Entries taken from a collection

┌──

//! S3-compatible storage backend.
//!
//! This module provides a storage backend implementation for S3-compatible
//! services including AWS S3, Backblaze B2, Tigris (Fly.io), MinIO and others.
//!
//! Listing uses the `/` delimiter so that common prefixes come back as
//! containers, mirroring directories on the local backend.

use crate::{
    Entry, StorageBackend,
    backend::EntryStream,
    error::{ErrorKind, Result},
    path::validate_prefix,
    validate_path,
};
use async_stream::stream;
use async_trait::async_trait;
use aws_sdk_s3::{
    Client,
    config::{BehaviorVersion, Credentials, Region, retry::RetryConfig},
    primitives::{ByteStream, DateTime},
};
use exn::{OptionExt, ResultExt};
use std::path::{Path, PathBuf};
use std::sync::Arc;
use time::OffsetDateTime;
use tokio::sync::{OwnedSemaphorePermit, Semaphore};

/// Generous default for concurrent S3 requests.
const DEFAULT_CONCURRENT_REQUESTS: usize = 100;
const DELIMITER: &str = "/";

/// S3-compatible storage backend.
///
/// Stores objects in an S3 bucket, optionally under a key prefix. All keys
/// are relative to the configured prefix (if any).
///
/// # Examples
///
/// ```no_run
/// use media_storage::backend::S3Backend;
///
/// # async fn example() -> Result<(), Box<dyn std::error::Error>> {
/// let backend = S3Backend::new(
///     "s3://my-bucket/media",
///     "my-bucket",
///     Some("media/".to_string()),
///     "us-west-004",
///     Some("https://s3.us-west-004.backblazeb2.com".to_string()),
///     "access_key_id",
///     "secret_access_key",
/// ).await?;
/// # Ok(())
/// # }
/// ```
#[derive(Debug, Clone)]
pub struct S3Backend {
    name: String,
    client: Client,
    bucket: String,
    prefix: Option<String>,
    /// Rate limiter for concurrent S3 requests.
    rate_limiter: Arc<Semaphore>,
}

impl S3Backend {
    /// Create a new S3 storage backend.
    ///
    /// # Arguments
    /// * `name` - A name for this backend (used in logging)
    /// * `bucket` - S3 bucket name
    /// * `prefix` - Optional key prefix (acts as the container root)
    /// * `region` - AWS region or provider-specific region
    /// * `endpoint` - Custom endpoint URL for S3-compatible services
    /// * `key_id` - AWS/provider access key ID
    /// * `key_secret` - AWS/provider secret access key
    pub async fn new(
        name: impl Into<String>,
        bucket: impl Into<String>,
        prefix: Option<String>,
        region: impl Into<String>,
        endpoint: Option<impl Into<String>>,
        key_id: impl Into<String>,
        key_secret: impl Into<String>,
    ) -> Result<Self> {
        let prefix = validate_prefix(prefix.as_deref().map(Path::new))?
            .map(|p| p.to_str().map(|s| s.to_string()).ok_or_raise(|| ErrorKind::InvalidPath(p)))
            .transpose()?;
        let credentials = Credentials::new(key_id, key_secret, None, None, "media-storage");
        let mut config_builder = aws_sdk_s3::Config::builder()
            .behavior_version(BehaviorVersion::latest())
            .credentials_provider(credentials)
            .region(Region::new(region.into()))
            // Configure retry policy with exponential backoff (1 initial + 3 retries)
            .retry_config(RetryConfig::standard().with_max_attempts(4))
            // Use path-style addressing for better compatibility with
            // S3-compatible services (Backblaze, MinIO, etc.)
            .force_path_style(true);
        if let Some(endpoint_url) = endpoint {
            config_builder = config_builder.endpoint_url(endpoint_url);
        }
        Ok(Self {
            name: name.into(),
            client: Client::from_conf(config_builder.build()),
            bucket: bucket.into(),
            prefix,
            rate_limiter: Arc::new(Semaphore::new(DEFAULT_CONCURRENT_REQUESTS)),
        })
    }

    /// Construct the full S3 key from a relative key.
    fn full_key(&self, path: &Path) -> Result<String> {
        let validated = crate::path_key(validate_path(path)?);
        Ok(self.prefixed(&validated))
    }

    fn prefixed(&self, key: &str) -> String {
        match &self.prefix {
            Some(prefix) => format!("{}{DELIMITER}{}", prefix.trim_end_matches('/'), key),
            None => key.to_string(),
        }
    }

    /// The S3 listing prefix for a container: always ends with the
    /// delimiter, or is absent for the bucket root.
    fn container_key(&self, container: Option<&Path>) -> Result<Option<String>> {
        Ok(match (validate_prefix(container)?, &self.prefix) {
            (Some(container), _) => Some(format!("{}{DELIMITER}", self.prefixed(&crate::path_key(container)))),
            (None, Some(prefix)) => Some(format!("{}{DELIMITER}", prefix.trim_end_matches('/'))),
            (None, None) => None,
        })
    }

    /// The relative key of a listed S3 key, or `None` (logged) when it
    /// cannot be addressed as a relative key. `a//b.jpg` and `./a.jpg` are
    /// legal S3 keys but normalise to different keys.
    fn listed_path(&self, key: &str) -> Option<PathBuf> {
        let relative = match &self.prefix {
            Some(prefix) => key.strip_prefix(prefix.trim_end_matches('/')).and_then(|s| s.strip_prefix(DELIMITER)),
            None => Some(key),
        };
        match relative.map(|relative| (relative, validate_path(relative))) {
            Some((relative, Ok(path))) if crate::path_key(&path) == relative => Some(path),
            _ => {
                tracing::warn!(backend = %self.name, key, "Skipping S3 key that is not a normalised relative key");
                None
            },
        }
    }

    /// The container named by a common prefix, which ends with exactly one
    /// delimiter.
    fn listed_container(&self, common_prefix: &str) -> Option<PathBuf> {
        self.listed_path(common_prefix.strip_suffix(DELIMITER).unwrap_or(common_prefix))
    }

    /// Acquire a rate limiter permit before making an S3 API call.
    async fn acquire_permit(&self) -> Result<OwnedSemaphorePermit> {
        self.rate_limiter
            .clone()
            .acquire_owned()
            .await
            .or_raise(|| ErrorKind::BackendError("S3 rate limiter closed".to_string()))
    }

    /// Convert AWS DateTime to OffsetDateTime.
    fn parse_datetime(dt: &DateTime) -> Result<OffsetDateTime> {
        OffsetDateTime::from_unix_timestamp_nanos(dt.as_nanos())
            .or_raise(|| ErrorKind::BackendError("S3 datetime out of range".to_string()))
    }

    async fn list_page(
        &self,
        container: Option<String>,
        token: Option<String>,
    ) -> Result<(Vec<Entry>, Option<String>)> {
        let _permit = self.acquire_permit().await?;
        let output = self
            .client
            .list_objects_v2()
            .bucket(&self.bucket)
            .set_prefix(container.clone())
            .delimiter(DELIMITER)
            .set_continuation_token(token)
            .send()
            .await
            .or_raise(|| ErrorKind::Network(format!("failed to list {}", container.as_deref().unwrap_or("/"))))?;

        let mut entries = Vec::new();
        for common in output.common_prefixes() {
            if let Some(path) = common.prefix().and_then(|prefix| self.listed_container(prefix)) {
                entries.push(Entry::container(path));
            }
        }
        for object in output.contents() {
            let Some(key) = object.key() else { continue };
            // Zero-byte "directory marker" objects some tools create.
            if key.ends_with('/') {
                continue;
            }
            let modified = match object.last_modified() {
                Some(dt) => Self::parse_datetime(dt)?,
                None => OffsetDateTime::UNIX_EPOCH,
            };
            let Some(path) = self.listed_path(key) else { continue };
            let size = u64::try_from(object.size().unwrap_or(0)).unwrap_or(0);
            entries.push(Entry::object(path, size, modified));
        }
        Ok((entries, output.next_continuation_token().map(str::to_string)))
    }
}

#[async_trait]
impl StorageBackend for S3Backend {
    fn name(&self) -> &str {
        &self.name
    }

    fn list_stream<'a>(&'a self, prefix: Option<&'a Path>) -> EntryStream<'a> {
        let container = match self.container_key(prefix) {
            Ok(container) => container,
            Err(e) => return Box::pin(futures::stream::once(async { Err(e) })),
        };
        Box::pin(stream! {
            let mut token = None;
            loop {
                let (entries, next) = match self.list_page(container.clone(), token.take()).await {
                    Ok(page) => page,
                    Err(e) => {
                        yield Err(e);
                        return;
                    },
                };
                for entry in entries {
                    yield Ok(entry);
                }
                match next {
                    Some(next) => token = Some(next),
                    None => break,
                }
            }
        })
    }

    async fn exists(&self, path: &Path) -> Result<bool> {
        let key = self.full_key(path)?;
        let _permit = self.acquire_permit().await?;
        match self.client.head_object().bucket(&self.bucket).key(&key).send().await {
            Ok(_) => Ok(true),
            Err(e) if e.as_service_error().is_some_and(|se| se.is_not_found()) => Ok(false),
            Err(e) => Err(e).or_raise(|| ErrorKind::Network(format!("failed to check {key}"))),
        }
    }

    async fn read(&self, path: &Path) -> Result<Vec<u8>> {
        let key = self.full_key(path)?;
        let _permit = self.acquire_permit().await?;
        let output = match self.client.get_object().bucket(&self.bucket).key(&key).send().await {
            Ok(output) => output,
            Err(e) if e.as_service_error().is_some_and(|se| se.is_no_such_key()) => {
                exn::bail!(ErrorKind::NotFound(path.to_path_buf()))
            },
            Err(e) => return Err(e).or_raise(|| ErrorKind::Network(format!("failed to read {key}"))),
        };
        let body = output.body.collect().await.or_raise(|| ErrorKind::Network(format!("failed to read {key}")))?;
        Ok(body.into_bytes().to_vec())
    }

    async fn write(&self, path: &Path, data: &[u8]) -> Result<()> {
        let key = self.full_key(path)?;
        let _permit = self.acquire_permit().await?;
        self.client
            .put_object()
            .bucket(&self.bucket)
            .key(&key)
            .body(ByteStream::from(data.to_vec()))
            .send()
            .await
            .or_raise(|| ErrorKind::Network(format!("failed to write {key}")))?;
        Ok(())
    }

    async fn delete(&self, path: &Path) -> Result<()> {
        // S3 deletes are idempotent; check first to honour the NotFound contract.
        if !self.exists(path).await? {
            exn::bail!(ErrorKind::NotFound(path.to_path_buf()));
        }
        let key = self.full_key(path)?;
        let _permit = self.acquire_permit().await?;
        self.client
            .delete_object()
            .bucket(&self.bucket)
            .key(&key)
            .send()
            .await
            .or_raise(|| ErrorKind::Network(format!("failed to delete {key}")))?;
        Ok(())
    }

    async fn stat(&self, path: &Path) -> Result<Entry> {
        let key = self.full_key(path)?;
        let _permit = self.acquire_permit().await?;
        let output = match self.client.head_object().bucket(&self.bucket).key(&key).send().await {
            Ok(output) => output,
            Err(e) if e.as_service_error().is_some_and(|se| se.is_not_found()) => {
                exn::bail!(ErrorKind::NotFound(path.to_path_buf()))
            },
            Err(e) => return Err(e).or_raise(|| ErrorKind::Network(format!("failed to stat {key}"))),
        };
        let modified = match output.last_modified() {
            Some(dt) => Self::parse_datetime(dt)?,
            None => OffsetDateTime::UNIX_EPOCH,
        };
        let size = u64::try_from(output.content_length().unwrap_or(0)).unwrap_or(0);
        Ok(Entry::object(validate_path(path)?, size, modified))
    }
}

└──

Task directions:
Which lines of the data include the string "OffsetDateTime"? Find them and copy each one.

Response to this exercise:
use time::OffsetDateTime;
    /// Convert AWS DateTime to OffsetDateTime.
    fn parse_datetime(dt: &DateTime) -> Result<OffsetDateTime> {
        OffsetDateTime::from_unix_timestamp_nanos(dt.as_nanos())
                None => OffsetDateTime::UNIX_EPOCH,
            None => OffsetDateTime::UNIX_EPOCH,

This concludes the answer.